Fundamentally, it's fun escapism. You go spend a few days enjoying some of the
same stuff you enjoyed as a kid. My wife enjoys going too, so it's something
we can do together. For those of us with kids, it's a fun family activity.
Walt Disney was explicit about making a place that was fun for both kids and
adults when he conceived of the park. I'd say Disney has succeeded. I enjoyed
going before having kids too, though. We don't take every vacation there by
any means, but a couple times a year we go and have a blast.

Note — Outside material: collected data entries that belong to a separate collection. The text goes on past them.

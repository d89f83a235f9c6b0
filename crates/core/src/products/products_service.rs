use log::{debug, error};
use std::sync::Arc;

use super::products_model::{NewProduct, Product, ProductUpdate};
use super::products_traits::{ProductRepositoryTrait, ProductServiceTrait};
use crate::errors::{DatabaseError, Error, Result};
use crate::outcome::MutationOutcome;
use crate::utils::sanitize::sanitize_html;

/// Service for managing catalog products
pub struct ProductService {
    repository: Arc<dyn ProductRepositoryTrait>,
}

impl ProductService {
    /// Creates a new ProductService instance
    pub fn new(repository: Arc<dyn ProductRepositoryTrait>) -> Self {
        Self { repository }
    }
}

#[async_trait::async_trait]
impl ProductServiceTrait for ProductService {
    fn list_products(&self, offset: Option<i64>, limit: Option<i64>) -> Result<Vec<Product>> {
        self.repository.list(offset, limit)
    }

    fn get_product(&self, product_id: &str) -> Result<Option<Product>> {
        self.repository.get_by_id(product_id)
    }

    fn list_products_for_category(&self, category_id: &str) -> Result<Vec<Product>> {
        self.repository.list_for_category(category_id)
    }

    /// Adds a product and reports the created ID
    async fn add_product(&self, new_product: NewProduct) -> MutationOutcome {
        if let Err(e) = new_product.validate() {
            return MutationOutcome::error(vec![e.to_string()]);
        }

        let new_product = NewProduct {
            description: new_product.description.map(|d| sanitize_html(&d)),
            ..new_product
        };

        match self.repository.create(new_product).await {
            Ok(product) => {
                debug!("Added product {}", product.id);
                MutationOutcome::created(product.id)
            }
            Err(e) => {
                error!("Failed to add product: {}", e);
                MutationOutcome::error(vec![
                    "There was an error adding the Product.".to_string(),
                    e.to_string(),
                ])
            }
        }
    }

    /// Replaces a product's scalar fields
    async fn update_product(&self, update: ProductUpdate) -> MutationOutcome {
        if let Err(e) = update.validate() {
            return MutationOutcome::error(vec![e.to_string()]);
        }

        let update = ProductUpdate {
            description: update.description.map(|d| sanitize_html(&d)),
            ..update
        };

        match self.repository.update(update).await {
            Ok(_) => MutationOutcome::updated(),
            Err(Error::Database(DatabaseError::NotFound(_))) => {
                MutationOutcome::not_found(vec!["Product was not found.".to_string()])
            }
            Err(e) => {
                error!("Failed to update product: {}", e);
                MutationOutcome::error(vec![
                    "An error occurred updating the record".to_string(),
                    e.to_string(),
                ])
            }
        }
    }

    /// Deletes a product; order items and category links go with it
    async fn delete_product(&self, product_id: &str) -> MutationOutcome {
        match self.repository.delete(product_id).await {
            Ok(0) => MutationOutcome::not_found(vec![
                "Product cannot be deleted because it does not exist.".to_string(),
            ]),
            Ok(_) => {
                debug!("Deleted product {}", product_id);
                MutationOutcome::deleted()
            }
            Err(e) => {
                error!("Failed to delete product {}: {}", product_id, e);
                MutationOutcome::error(vec![
                    "Error encountered while deleting the Product".to_string(),
                    e.to_string(),
                ])
            }
        }
    }
}
use diesel::prelude::*;
use std::sync::Arc;

use crate::db::{get_connection, DbPool};
use crate::errors::{IntoCore, Result};
use crate::schema::users;

use super::model::UserDB;
use storefront_core::customers::{Customer, CustomerDirectoryTrait};

/// Only rows carrying this role belong to the storefront roster. Staff
/// accounts live in the same table but are never listed as customers.
const CUSTOMER_ROLE: &str = "customer";

/// Read-only directory over the users table.
pub struct CustomerDirectory {
    pool: Arc<DbPool>,
}

impl CustomerDirectory {
    pub fn new(pool: Arc<DbPool>) -> Self {
        Self { pool }
    }
}

impl CustomerDirectoryTrait for CustomerDirectory {
    fn get_by_id(&self, customer_id: &str) -> Result<Option<Customer>> {
        let mut conn = get_connection(&self.pool)?;

        let row = users::table
            .find(customer_id)
            .filter(users::role.eq(CUSTOMER_ROLE))
            .select(UserDB::as_select())
            .first::<UserDB>(&mut conn)
            .optional()
            .into_core()?;

        Ok(row.map(Customer::from))
    }

    fn exists(&self, customer_id: &str) -> Result<bool> {
        let mut conn = get_connection(&self.pool)?;

        let count: i64 = users::table
            .filter(users::id.eq(customer_id))
            .filter(users::role.eq(CUSTOMER_ROLE))
            .count()
            .get_result(&mut conn)
            .into_core()?;

        Ok(count > 0)
    }

    fn list(&self) -> Result<Vec<Customer>> {
        let mut conn = get_connection(&self.pool)?;

        let rows = users::table
            .filter(users::role.eq(CUSTOMER_ROLE))
            .select(UserDB::as_select())
            .order(users::id.asc())
            .load::<UserDB>(&mut conn)
            .into_core()?;

        Ok(rows.into_iter().map(Customer::from).collect())
    }
}
//! Seeding helpers shared by the repository tests. Rows that a repository
//! under test does not own are inserted directly so each test exercises a
//! single write path.

use chrono::NaiveDateTime;
use diesel::prelude::*;
use std::sync::Arc;

use crate::customers::UserDB;
use crate::db::{get_connection, DbPool};
use crate::orders::OrderDB;
use crate::products::ProductDB;
use crate::schema::{orders, products, users};

pub(crate) fn seed_user(pool: &Arc<DbPool>, user_id: &str, name: &str) {
    seed_user_with_role(pool, user_id, name, "customer");
}

pub(crate) fn seed_user_with_role(pool: &Arc<DbPool>, user_id: &str, name: &str, role: &str) {
    let mut conn = get_connection(pool).expect("Failed to get connection");
    diesel::insert_into(users::table)
        .values(&UserDB {
            id: user_id.to_string(),
            user_name: name.to_string(),
            email: format!("{}@example.com", user_id),
            role: role.to_string(),
        })
        .execute(&mut conn)
        .expect("Failed to seed user");
}

pub(crate) fn seed_product(pool: &Arc<DbPool>, product_id: &str) {
    let now = chrono::Utc::now().naive_utc();
    let mut conn = get_connection(pool).expect("Failed to get connection");
    diesel::insert_into(products::table)
        .values(&ProductDB {
            id: product_id.to_string(),
            name: format!("Product {}", product_id),
            sku: format!("SKU-{}", product_id),
            price: "9.99".to_string(),
            description: None,
            ai_generated: false,
            has_image: false,
            image_extension: None,
            enrich_attempts: 0,
            enrich_next_attempt_at: None,
            enrich_last_error: None,
            created_at: now,
            updated_at: now,
        })
        .execute(&mut conn)
        .expect("Failed to seed product");
}

pub(crate) fn seed_order(pool: &Arc<DbPool>, order_id: &str, customer: &str, date: &str) {
    let order_date = NaiveDateTime::parse_from_str(date, "%Y-%m-%dT%H:%M:%S")
        .expect("Failed to parse order date");
    let mut conn = get_connection(pool).expect("Failed to get connection");
    diesel::insert_into(orders::table)
        .values(&OrderDB {
            id: order_id.to_string(),
            order_date,
            province: "ON".to_string(),
            total: "113.00".to_string(),
            tax: "13.00".to_string(),
            tax_description: "HST".to_string(),
            customer_id: customer.to_string(),
        })
        .execute(&mut conn)
        .expect("Failed to seed order");
}

pub(crate) fn seed_order_item(
    pool: &Arc<DbPool>,
    item_id: &str,
    order: &str,
    product: &str,
    quantity: i32,
) {
    let now = chrono::Utc::now().naive_utc();
    let mut conn = get_connection(pool).expect("Failed to get connection");
    diesel::insert_into(crate::schema::order_items::table)
        .values(&crate::order_items::OrderItemDB {
            id: item_id.to_string(),
            unit_price: "19.99".to_string(),
            quantity,
            order_id: order.to_string(),
            product_id: product.to_string(),
            created_at: now,
            updated_at: now,
        })
        .execute(&mut conn)
        .expect("Failed to seed order item");
}
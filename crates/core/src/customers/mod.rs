pub mod customers_model;
pub mod customers_service;
pub mod customers_traits;


pub use customers_model::Customer;
pub use customers_service::CustomerService;
pub use customers_traits::{CustomerDirectoryTrait, CustomerServiceTrait};
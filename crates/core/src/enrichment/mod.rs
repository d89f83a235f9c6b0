pub mod enrichment_worker;

#[cfg(test)]
mod enrichment_worker_tests;

pub use enrichment_worker::{EnrichmentConfig, EnrichmentTick, EnrichmentWorker, SYSTEM_PROMPT};
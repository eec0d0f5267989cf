// Copyright (c) 2026 100monkeys.ai
// SPDX-License-Identifier: AGPL-3.0

//! Workspace adapters.
//!
//! - [`local::LocalWorkspaceService`]: every agent reads and writes the
//!   project tree directly. Suitable for single-node use and tests; isolated
//!   overlays are provided by external workspace services.

pub mod local;

pub use local::{LocalWorkspace, LocalWorkspaceService};
// Copyright (c) 2026 100monkeys.ai
// SPDX-License-Identifier: AGPL-3.0

pub mod bundle_registry;
pub mod dispatch_ledger;
pub mod event_log;
pub mod externals;
pub mod scheduler;
pub mod subscription_router;
pub mod trigger_queue;
pub mod turn_executor;

// Re-export the services for convenience
pub use bundle_registry::BundleRegistry;
pub use dispatch_ledger::DispatchLedger;
pub use event_log::{EventLog, EventLogError};
pub use externals::TurnExternals;
pub use scheduler::{Scheduler, SchedulerError, SchedulerSettings, SchedulerStatus, TurnRunner};
pub use subscription_router::SubscriptionRouter;
pub use trigger_queue::{trigger_channel, TriggerReceiver, TriggerSender};
pub use turn_executor::{TurnError, TurnExecutor, TurnServices, TurnSettings};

Personally, as an engineer, I really enjoy the work of the imagineers. It's
engineering and art combined to bring joy to people, which to me is a pretty
pure expression of my own reasons for being an engineer. Incidentally, I
started my career doing engineering for effects for live theater, and I also
spent time at a company that at one time was a major robotics subcontractor
for Disney parks. So there's a component that is admiration for people that do
the things I do, but are the best in the world at it.

Beyond that, Disney(land/world) is unquestionably the highest-tier theme park
in terms of quality. Everything is just top notch: customer service, theming,
ride quality, immersion, cleanliness, etc. So, if the question is why
Disneyland instead of Six Flags or even Universal, part of it has to be that
Disney is the best in the category they're competing in.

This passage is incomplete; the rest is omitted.